Kamala Harris é, para muitos analistas, a candidata ideal para dar um alento de esperança e de futuro à campanha de Biden. A começar, desde logo, pela sua biografia: uma juventude marcada pela militância política em Oakland, com um pai jamaicano e uma mãe indiana, ambos professores acadêmicos distinguidos e que se conheceram na seleta Universidade de Berkeley; uma longa participação, desde criança até à idade adulta, nas manifestações pelos direitos civis em Howard; os estudos de Direito na Universidade da Califórnia e os seus esforços, como procuradora-geral em São Francisco, para reformar por dentro o sistema de justiça criminal; finalmente, o seu entusiasmo como política em todos os campos, capaz de despertar, com isso, ódios de estimação, mas também muitos apoios.
A grande questão, já que ela será atacada ferozmente pelos republicanos, é se a escolha de Kamala Harris vai ser uma ajuda para a eleição de Biden ou um fator prejudicial à campanha do candidato democrata? Foi a essa análise que se dedicou Perry Bacon Jr., do FiveThirtyEight. Com resultados controversos.
Na sua avaliação, é preciso, acima de tudo, partir do princípio de que o impacto eleitoral dos candidatos a vice-presidente é bastante limitado – a não ser que se distinga por dizer coisas disparatadas, como sucedeu com Sarah Palin, em 2008, que ajudou a destruir a campanha de John McCain frente a Barack Obama.

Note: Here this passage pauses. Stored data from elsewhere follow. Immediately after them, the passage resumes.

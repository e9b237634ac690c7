use chrono::{DateTime, Utc};
use std::sync::Arc;
use tracing::{info, instrument};
use validator::Validate;

use crate::{
    errors::ServiceError,
    events::Event,
    models::{generate_id, NewShowroom, Showroom, ShowroomUpdate, Snapshot},
    storage::StorageKey,
    store::DataStore,
};

/// Removes a showroom that nothing depends on any more.
///
/// Refused while any product holds stock there or any order, transfer
/// (whatever its status) or employee refers to it. Zero-quantity stock
/// entries for the showroom are dropped along with it.
pub fn apply_delete_showroom(
    snapshot: &mut Snapshot,
    showroom_id: &str,
    now: DateTime<Utc>,
) -> Result<(), ServiceError> {
    snapshot.showroom(showroom_id)?;

    let stocked: Vec<&str> = snapshot
        .products
        .iter()
        .filter(|p| p.quantity_at(showroom_id) > 0)
        .map(|p| p.name.as_str())
        .collect();
    if !stocked.is_empty() {
        return Err(ServiceError::Conflict(format!(
            "Showroom {} still holds stock of: {}",
            showroom_id,
            stocked.join(", ")
        )));
    }
    if snapshot.orders.iter().any(|o| o.showroom_id == showroom_id) {
        return Err(ServiceError::Conflict(format!(
            "Showroom {} is referenced by orders",
            showroom_id
        )));
    }
    if snapshot
        .transfers
        .iter()
        .any(|t| t.involves_showroom(showroom_id))
    {
        return Err(ServiceError::Conflict(format!(
            "Showroom {} is referenced by transfers",
            showroom_id
        )));
    }
    if snapshot.employees.iter().any(|e| e.showroom_id == showroom_id) {
        return Err(ServiceError::Conflict(format!(
            "Showroom {} still has employees assigned",
            showroom_id
        )));
    }

    for product in snapshot.products.iter_mut() {
        if product.stock.remove(showroom_id).is_some() {
            product.touch(now);
        }
    }
    snapshot.showrooms.retain(|s| s.id != showroom_id);
    Ok(())
}

#[derive(Clone)]
pub struct ShowroomService {
    store: Arc<DataStore>,
}

impl ShowroomService {
    pub fn new(store: Arc<DataStore>) -> Self {
        Self { store }
    }

    pub async fn list_showrooms(&self) -> Vec<Showroom> {
        self.store.read(|s| s.showrooms.clone()).await
    }

    pub async fn get_showroom(&self, showroom_id: &str) -> Result<Showroom, ServiceError> {
        self.store.read(|s| s.showroom(showroom_id).cloned()).await
    }

    #[instrument(skip(self, new_showroom), fields(name = %new_showroom.name))]
    pub async fn add_showroom(&self, new_showroom: NewShowroom) -> Result<Showroom, ServiceError> {
        new_showroom.validate()?;
        let showroom = Showroom {
            id: generate_id(),
            name: new_showroom.name,
            location: new_showroom.location,
            contact_person: new_showroom.contact_person,
            phone: new_showroom.phone,
            email: new_showroom.email,
            created_at: Utc::now(),
            updated_at: None,
        };
        let created = showroom.clone();
        self.store
            .mutate(&[StorageKey::Showrooms], move |s| {
                s.showrooms.push(showroom);
                Ok(())
            })
            .await?;

        info!(showroom_id = %created.id, "Showroom created");
        self.store
            .emit(Event::ShowroomCreated(created.id.clone()))
            .await;
        Ok(created)
    }

    #[instrument(skip(self, update))]
    pub async fn update_showroom(
        &self,
        showroom_id: &str,
        update: ShowroomUpdate,
    ) -> Result<Showroom, ServiceError> {
        update.validate()?;
        let now = Utc::now();
        let showroom = self
            .store
            .mutate(&[StorageKey::Showrooms], |s| {
                let showroom = s.showroom_mut(showroom_id)?;
                update.apply(showroom, now);
                Ok(showroom.clone())
            })
            .await?;

        self.store
            .emit(Event::ShowroomUpdated(showroom_id.to_string()))
            .await;
        Ok(showroom)
    }

    #[instrument(skip(self))]
    pub async fn delete_showroom(&self, showroom_id: &str) -> Result<(), ServiceError> {
        let now = Utc::now();
        self.store
            .mutate(&[StorageKey::Showrooms, StorageKey::Products], |s| {
                apply_delete_showroom(s, showroom_id, now)
            })
            .await?;

        info!(showroom_id, "Showroom deleted");
        self.store
            .emit(Event::ShowroomDeleted(showroom_id.to_string()))
            .await;
        Ok(())
    }
}
use chrono::{DateTime, Utc};
use serde::{Deserialize, Serialize};
use std::collections::BTreeMap;
use std::sync::Arc;
use tracing::{info, instrument, warn};
use validator::Validate;

use crate::{
    errors::ServiceError,
    events::Event,
    metrics,
    models::{
        generate_id, order::format_order_number, Order, OrderItem, OrderStatus, OrderTotals,
        OrderUpdate, Snapshot, PHONE_REGEX,
    },
    storage::StorageKey,
    store::DataStore,
};

#[derive(Debug, Clone, Serialize, Deserialize, Validate)]
#[serde(rename_all = "camelCase")]
pub struct OrderLineRequest {
    #[validate(length(min = 1, message = "Product ID cannot be empty"))]
    pub product_id: String,
    #[validate(range(min = 1, message = "Quantity must be at least 1"))]
    pub quantity: u32,
}

/// Cart submitted for placement. Prices, GST rates, names and units are
/// resolved from the live catalog at placement time.
#[derive(Debug, Clone, Serialize, Deserialize, Validate)]
#[serde(rename_all = "camelCase")]
pub struct PlaceOrderRequest {
    #[validate(length(min = 1, message = "Customer name cannot be empty"))]
    pub customer_name: String,
    #[validate(regex(path = "PHONE_REGEX", message = "Invalid phone number"))]
    pub customer_phone: String,
    #[serde(default)]
    pub customer_address: String,
    #[validate(length(min = 1, message = "Showroom ID cannot be empty"))]
    pub showroom_id: String,
    #[validate(length(min = 1, message = "Order must contain at least one item"))]
    pub items: Vec<OrderLineRequest>,
}

impl PlaceOrderRequest {
    fn validate_all(&self) -> Result<(), ServiceError> {
        self.validate()?;
        for item in &self.items {
            item.validate()?;
        }
        Ok(())
    }
}

/// Builds the order, decrements stock at the order's showroom and advances
/// the order sequence. Stock for every product is checked before anything is
/// decremented.
pub fn apply_place_order(
    snapshot: &mut Snapshot,
    request: &PlaceOrderRequest,
    order_id: String,
    now: DateTime<Utc>,
) -> Result<Order, ServiceError> {
    let showroom_id = request.showroom_id.as_str();
    snapshot.showroom(showroom_id)?;

    let mut requested: BTreeMap<&str, u32> = BTreeMap::new();
    for line in &request.items {
        let total = requested.entry(line.product_id.as_str()).or_insert(0);
        *total = total.checked_add(line.quantity).ok_or_else(|| {
            ServiceError::ValidationError(format!(
                "Quantity for product {} is too large",
                line.product_id
            ))
        })?;
    }

    for (&product_id, &quantity) in &requested {
        let available = snapshot.product(product_id)?.quantity_at(showroom_id);
        if available < quantity {
            return Err(ServiceError::InsufficientStock {
                product_id: product_id.to_string(),
                showroom_id: showroom_id.to_string(),
                available,
                requested: quantity,
            });
        }
    }

    let items = request
        .items
        .iter()
        .map(|line| {
            let product = snapshot.product(&line.product_id)?;
            Ok(OrderItem {
                product_id: product.id.clone(),
                product_name: product.name.clone(),
                quantity: line.quantity,
                unit: product.unit.clone(),
                price: product.price,
                gst: product.gst,
            })
        })
        .collect::<Result<Vec<_>, ServiceError>>()?;

    for (&product_id, &quantity) in &requested {
        let product = snapshot.product_mut(product_id)?;
        let remaining = product.quantity_at(showroom_id) - quantity;
        product.stock.insert(showroom_id.to_string(), remaining);
        product.touch(now);
    }

    snapshot.order_sequence += 1;
    let totals = OrderTotals::from_items(&items);
    let order = Order {
        id: order_id,
        order_number: format_order_number(now.date_naive(), snapshot.order_sequence),
        customer_name: request.customer_name.clone(),
        customer_phone: request.customer_phone.clone(),
        customer_address: request.customer_address.clone(),
        items,
        subtotal: totals.subtotal,
        total_gst: totals.total_gst,
        total: totals.total,
        status: OrderStatus::Pending,
        showroom_id: showroom_id.to_string(),
        created_at: now,
        updated_at: None,
    };
    snapshot.orders.push(order.clone());
    Ok(order)
}

#[derive(Clone)]
pub struct OrderService {
    store: Arc<DataStore>,
}

impl OrderService {
    pub fn new(store: Arc<DataStore>) -> Self {
        Self { store }
    }

    /// Places an order and decrements stock at its showroom in one commit.
    #[instrument(skip(self, request), fields(showroom_id = %request.showroom_id))]
    pub async fn place_order(&self, request: PlaceOrderRequest) -> Result<Order, ServiceError> {
        request.validate_all()?;
        let now = Utc::now();
        let order_id = generate_id();

        let result = self
            .store
            .mutate(
                &[
                    StorageKey::Products,
                    StorageKey::Orders,
                    StorageKey::OrderSequence,
                ],
                |s| apply_place_order(s, &request, order_id, now),
            )
            .await;

        let order = match result {
            Ok(order) => order,
            Err(e) => {
                metrics::ORDER_FAILURES.inc();
                warn!(error = %e, "Order placement rejected");
                return Err(e);
            }
        };

        metrics::ORDERS_PLACED.inc();
        info!(
            order_id = %order.id,
            order_number = %order.order_number,
            total = %order.total,
            "Order placed"
        );
        self.store
            .emit(Event::OrderPlaced {
                order_id: order.id.clone(),
                order_number: order.order_number.clone(),
                showroom_id: order.showroom_id.clone(),
            })
            .await;
        Ok(order)
    }

    pub async fn list_orders(&self) -> Vec<Order> {
        self.store.read(|s| s.orders.clone()).await
    }

    pub async fn get_order(&self, order_id: &str) -> Result<Order, ServiceError> {
        self.store.read(|s| s.order(order_id).cloned()).await
    }

    pub async fn find_order_by_number(&self, order_number: &str) -> Result<Order, ServiceError> {
        self.store
            .read(|s| {
                s.orders
                    .iter()
                    .find(|o| o.order_number == order_number)
                    .cloned()
                    .ok_or_else(|| ServiceError::not_found("Order", order_number))
            })
            .await
    }

    pub async fn orders_for_showroom(&self, showroom_id: &str) -> Vec<Order> {
        self.store
            .read(|s| {
                s.orders
                    .iter()
                    .filter(|o| o.showroom_id == showroom_id)
                    .cloned()
                    .collect()
            })
            .await
    }

    #[instrument(skip(self, update))]
    pub async fn update_order(
        &self,
        order_id: &str,
        update: OrderUpdate,
    ) -> Result<Order, ServiceError> {
        update.validate()?;
        let now = Utc::now();
        let order = self
            .store
            .mutate(&[StorageKey::Orders], |s| {
                let order = s.order_mut(order_id)?;
                update.apply(order, now);
                Ok(order.clone())
            })
            .await?;

        self.store.emit(Event::OrderUpdated(order.id.clone())).await;
        Ok(order)
    }

    /// Moves an order one step along `Pending -> Approved -> Delivered`.
    #[instrument(skip(self))]
    pub async fn advance_order_status(
        &self,
        order_id: &str,
        status: OrderStatus,
    ) -> Result<Order, ServiceError> {
        let now = Utc::now();
        let (order, old_status) = self
            .store
            .mutate(&[StorageKey::Orders], |s| {
                let order = s.order_mut(order_id)?;
                let old_status = order.status;
                if !old_status.can_advance_to(status) {
                    return Err(ServiceError::InvalidTransition {
                        entity: "order",
                        from: old_status.to_string(),
                        to: status.to_string(),
                    });
                }
                order.status = status;
                order.updated_at = Some(now);
                Ok((order.clone(), old_status))
            })
            .await?;

        info!(order_id, from = %old_status, to = %status, "Order status changed");
        self.store
            .emit(Event::OrderStatusChanged {
                order_id: order.id.clone(),
                old_status: old_status.to_string(),
                new_status: status.to_string(),
            })
            .await;
        Ok(order)
    }

    /// Removes an order. Stock is not returned to the showroom.
    #[instrument(skip(self))]
    pub async fn delete_order(&self, order_id: &str) -> Result<(), ServiceError> {
        self.store
            .mutate(&[StorageKey::Orders], |s| {
                s.order(order_id)?;
                s.orders.retain(|o| o.id != order_id);
                Ok(())
            })
            .await?;

        self.store.emit(Event::OrderDeleted(order_id.to_string())).await;
        Ok(())
    }
}

#[cfg(test)]
mod tests {
    use super::*;
    use crate::models::{Product, ProductCategory, Showroom};
    use assert_matches::assert_matches;
    use chrono::TimeZone;
    use rust_decimal::Decimal;
    use rust_decimal_macros::dec;

    fn snapshot() -> Snapshot {
        let now = Utc::now();
        let showroom = Showroom {
            id: "A".into(),
            name: "Central".into(),
            location: "Mumbai".into(),
            contact_person: "Rajesh".into(),
            phone: "9876543210".into(),
            email: "rajesh@agri.in".into(),
            created_at: now,
            updated_at: None,
        };
        let product = |id: &str, price: Decimal, qty: u32| Product {
            id: id.into(),
            name: format!("Product {}", id),
            category: ProductCategory::Seeds,
            unit: "kg".into(),
            price,
            gst: dec!(10),
            image: None,
            description: None,
            stock: [("A".to_string(), qty)].into_iter().collect(),
            created_at: now,
            updated_at: None,
        };
        Snapshot {
            showrooms: vec![showroom],
            products: vec![product("X", dec!(50), 100), product("Y", dec!(20), 5)],
            ..Default::default()
        }
    }

    fn request(items: &[(&str, u32)]) -> PlaceOrderRequest {
        PlaceOrderRequest {
            customer_name: "Ravi Patil".into(),
            customer_phone: "+91 9123456780".into(),
            customer_address: "Village Road, Satara".into(),
            showroom_id: "A".into(),
            items: items
                .iter()
                .map(|(id, qty)| OrderLineRequest {
                    product_id: id.to_string(),
                    quantity: *qty,
                })
                .collect(),
        }
    }

    #[test]
    fn placement_snapshots_prices_and_decrements_stock() {
        let mut s = snapshot();
        let now = Utc.with_ymd_and_hms(2025, 3, 7, 10, 0, 0).unwrap();
        let order = apply_place_order(&mut s, &request(&[("X", 10)]), "o1".into(), now).unwrap();

        assert_eq!(order.order_number, "AG2503070001");
        assert_eq!(order.total, dec!(550));
        assert_eq!(order.items[0].price, dec!(50));
        assert_eq!(order.status, OrderStatus::Pending);
        assert_eq!(s.product("X").unwrap().quantity_at("A"), 90);
        assert_eq!(s.order_sequence, 1);
        assert_eq!(s.orders.len(), 1);
    }

    #[test]
    fn oversold_line_aborts_whole_order() {
        let mut s = snapshot();
        let before = s.clone();
        let err = apply_place_order(&mut s, &request(&[("X", 10), ("Y", 6)]), "o1".into(), Utc::now())
            .unwrap_err();
        assert_matches!(
            err,
            ServiceError::InsufficientStock { available: 5, requested: 6, .. }
        );
        assert_eq!(s, before);
    }

    #[test]
    fn repeated_product_lines_are_checked_together() {
        let mut s = snapshot();
        let err = apply_place_order(&mut s, &request(&[("Y", 3), ("Y", 3)]), "o1".into(), Utc::now())
            .unwrap_err();
        assert_matches!(err, ServiceError::InsufficientStock { requested: 6, .. });
    }

    #[test]
    fn sequence_keeps_growing_after_deletion() {
        let mut s = snapshot();
        let now = Utc.with_ymd_and_hms(2025, 3, 7, 10, 0, 0).unwrap();
        apply_place_order(&mut s, &request(&[("X", 1)]), "o1".into(), now).unwrap();
        s.orders.clear();
        let second = apply_place_order(&mut s, &request(&[("X", 1)]), "o2".into(), now).unwrap();
        assert_eq!(second.order_number, "AG2503070002");
    }

    #[test]
    fn request_validation_catches_bad_input() {
        let mut empty = request(&[]);
        assert!(empty.validate_all().is_err());
        empty.items = request(&[("X", 0)]).items;
        assert!(empty.validate_all().is_err());
        let mut bad_phone = request(&[("X", 1)]);
        bad_phone.customer_phone = "call me".into();
        assert!(bad_phone.validate_all().is_err());
    }
}
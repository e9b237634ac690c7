use rust_decimal::Decimal;
use rust_decimal_macros::dec;
use serde::{Deserialize, Serialize};
use validator::Validate;

use super::product::validate_gst_rate;

#[derive(Debug, Clone, PartialEq, Eq, Serialize, Deserialize)]
pub struct NotificationSettings {
    pub email: bool,
    pub sms: bool,
    pub whatsapp: bool,
}

impl Default for NotificationSettings {
    fn default() -> Self {
        Self {
            email: true,
            sms: true,
            whatsapp: true,
        }
    }
}

#[derive(Debug, Clone, PartialEq, Serialize, Deserialize)]
#[serde(rename_all = "camelCase")]
pub struct Settings {
    pub app_title: String,
    pub company_name: String,
    pub gst_number: String,
    pub address: String,
    /// Percent applied to new products when none is given.
    pub default_gst: Decimal,
    pub currency: String,
    pub theme: String,
    #[serde(default)]
    pub notifications: NotificationSettings,
}

impl Default for Settings {
    fn default() -> Self {
        Self {
            app_title: "AgriERP Pro".to_string(),
            company_name: "Green Fields Agriculture".to_string(),
            gst_number: "22AAAAA0000A1Z5".to_string(),
            address: "123 Agriculture Hub, Farm City, State - 123456".to_string(),
            default_gst: dec!(12),
            currency: "INR".to_string(),
            theme: "light".to_string(),
            notifications: NotificationSettings::default(),
        }
    }
}

#[derive(Debug, Clone, Default, Serialize, Deserialize, Validate)]
#[serde(rename_all = "camelCase")]
pub struct SettingsUpdate {
    #[validate(length(min = 1, message = "App title cannot be empty"))]
    pub app_title: Option<String>,
    #[validate(length(min = 1, message = "Company name cannot be empty"))]
    pub company_name: Option<String>,
    #[validate(length(equal = 15, message = "GSTIN must be 15 characters"))]
    pub gst_number: Option<String>,
    pub address: Option<String>,
    #[validate(custom = "validate_gst_rate")]
    pub default_gst: Option<Decimal>,
    #[validate(length(equal = 3, message = "Currency must be an ISO 4217 code"))]
    pub currency: Option<String>,
    pub theme: Option<String>,
    pub notifications: Option<NotificationSettings>,
}

impl SettingsUpdate {
    pub fn apply(self, settings: &mut Settings) {
        if let Some(title) = self.app_title {
            settings.app_title = title;
        }
        if let Some(company) = self.company_name {
            settings.company_name = company;
        }
        if let Some(gst_number) = self.gst_number {
            settings.gst_number = gst_number;
        }
        if let Some(address) = self.address {
            settings.address = address;
        }
        if let Some(default_gst) = self.default_gst {
            settings.default_gst = default_gst;
        }
        if let Some(currency) = self.currency {
            settings.currency = currency;
        }
        if let Some(theme) = self.theme {
            settings.theme = theme;
        }
        if let Some(notifications) = self.notifications {
            settings.notifications = notifications;
        }
    }
}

No entanto, admite que ela possa ter alguma influência juntos aos eleitores negros (apesar de Biden já obter nesse campo uma importante vantagem), bem como entre os ativistas dos direitos humanos (embora não seja a representante dos setores mais à esquerda).

“As maiores incógnitas estão em torno da própria Kamala Harris  e das suas valências eleitorais”, escreve Perry Bacon Jr. Até porque continua a existir a dúvida sobre se ela já é uma figura com forte peso nacional, apesar do impacto que teve a sua primeira intervenção pública, logo após Biden ter anunciado a sua escolha.

Será que a importância de Kamala Harris vai ficar definida já em novembro ou será preciso esperar quatro anos, para a ver, então sim, ocupando o lugar mais importante na Casa Branca?